Si ponemos atención entonces a los relatos vivenciales de las y los (ex) presos, tanto políticos como comunes, nos daremos cuenta que aparte de pintar un panorama complejo de relaciones y prácticas de poder híbrido dentro de las cárceles nos dicen algo más, algo que es esencial si queremos entender cómo en Nicaragua se expresa y se arraiga el poder, tanto estatal como político y criminal. Y es que, paradójicamente, para funcionar de manera totalitaria ese poder es compartido.
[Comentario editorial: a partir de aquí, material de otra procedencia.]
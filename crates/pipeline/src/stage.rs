//! The fixed stage sequence and its progress arithmetic.

use std::fmt;

/// One ordered step of a pipeline run.
#[derive(Debug, Clone, Copy, PartialEq, Eq, Hash)]
pub enum Stage {
    FetchPaper,
    Analyze,
    Script,
    PlanSlides,
    Assets,
    Render,
    Narration,
    Compose,
}

impl Stage {
    /// Every stage in execution order.
    pub const ALL: [Stage; 8] = [
        Stage::FetchPaper,
        Stage::Analyze,
        Stage::Script,
        Stage::PlanSlides,
        Stage::Assets,
        Stage::Render,
        Stage::Narration,
        Stage::Compose,
    ];

    /// Stages of a slides-only run.
    pub const SLIDES_ONLY: [Stage; 6] = [
        Stage::FetchPaper,
        Stage::Analyze,
        Stage::Script,
        Stage::PlanSlides,
        Stage::Assets,
        Stage::Render,
    ];

    /// Sequence for a run that does (or does not) end in a video.
    pub fn sequence(produces_video: bool) -> &'static [Stage] {
        if produces_video {
            &Self::ALL
        } else {
            &Self::SLIDES_ONLY
        }
    }

    pub fn as_str(self) -> &'static str {
        match self {
            Self::FetchPaper => "fetch_paper",
            Self::Analyze => "analyze",
            Self::Script => "script",
            Self::PlanSlides => "plan_slides",
            Self::Assets => "assets",
            Self::Render => "render",
            Self::Narration => "narration",
            Self::Compose => "compose",
        }
    }

    /// Human-readable description used in stage log lines.
    pub fn describe(self) -> &'static str {
        match self {
            Self::FetchPaper => "Fetching paper",
            Self::Analyze => "Analyzing content",
            Self::Script => "Writing section scripts",
            Self::PlanSlides => "Planning slides",
            Self::Assets => "Generating slide assets",
            Self::Render => "Rendering slides",
            Self::Narration => "Synthesizing narration",
            Self::Compose => "Composing video",
        }
    }
}

impl fmt::Display for Stage {
    fn fmt(&self, f: &mut fmt::Formatter<'_>) -> fmt::Result {
        f.write_str(self.as_str())
    }
}

/// Computes non-decreasing progress fractions across a stage sequence.
///
/// Overall progress is `(completed_stages + done / total_items) / stages`.
/// Values never go backwards even if a caller reports items out of order.
#[derive(Debug, Clone)]
pub struct ProgressTracker {
    stages: usize,
    completed: usize,
    last: f64,
}

impl ProgressTracker {
    pub fn new(stages: usize) -> Self {
        Self {
            stages: stages.max(1),
            completed: 0,
            last: 0.0,
        }
    }

    /// Progress at the start of the current stage.
    pub fn stage_start(&mut self) -> f64 {
        self.bump(self.completed as f64 / self.stages as f64)
    }

    /// Progress after `done` of `total` items of the current stage.
    pub fn item(&mut self, done: usize, total: usize) -> f64 {
        let within = if total == 0 {
            0.0
        } else {
            done.min(total) as f64 / total as f64
        };
        self.bump((self.completed as f64 + within) / self.stages as f64)
    }

    /// Mark the current stage complete and return the new progress.
    pub fn stage_done(&mut self) -> f64 {
        self.completed = (self.completed + 1).min(self.stages);
        self.bump(self.completed as f64 / self.stages as f64)
    }

    /// Last reported value.
    pub fn current(&self) -> f64 {
        self.last
    }

    fn bump(&mut self, value: f64) -> f64 {
        self.last = self.last.max(value.clamp(0.0, 1.0));
        self.last
    }
}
Se comparte entre los mandatarios y sus colaboradores financieros (elitistas y criminales), entre el Estado-partido y sus grupos paraestatales, entre la Policía y los CPC, entre las autoridades penales y los consejos de internos, estableciendo así arreglos de gobierno híbridos que se mantienen a través de una economía política basada en la violencia y la corrupción. De cara a su innegable pérdida de legitimidad provocada por las protestas del 2018, este engranaje de poder ha empleado toda su capacidad –legal y extralegal– para convertir a todos aquellos en su mira sea en sus cómplices o en sus blancos, alimentándose de la resistencia para justificar y prolongar su agresión. Es a esa paradoja que se enfrentan los que tratan de subvertir el estado carcelario híbrido, mientras que es justamente su hibridez lo que hace que sea a la vez tan impactante y elusivo.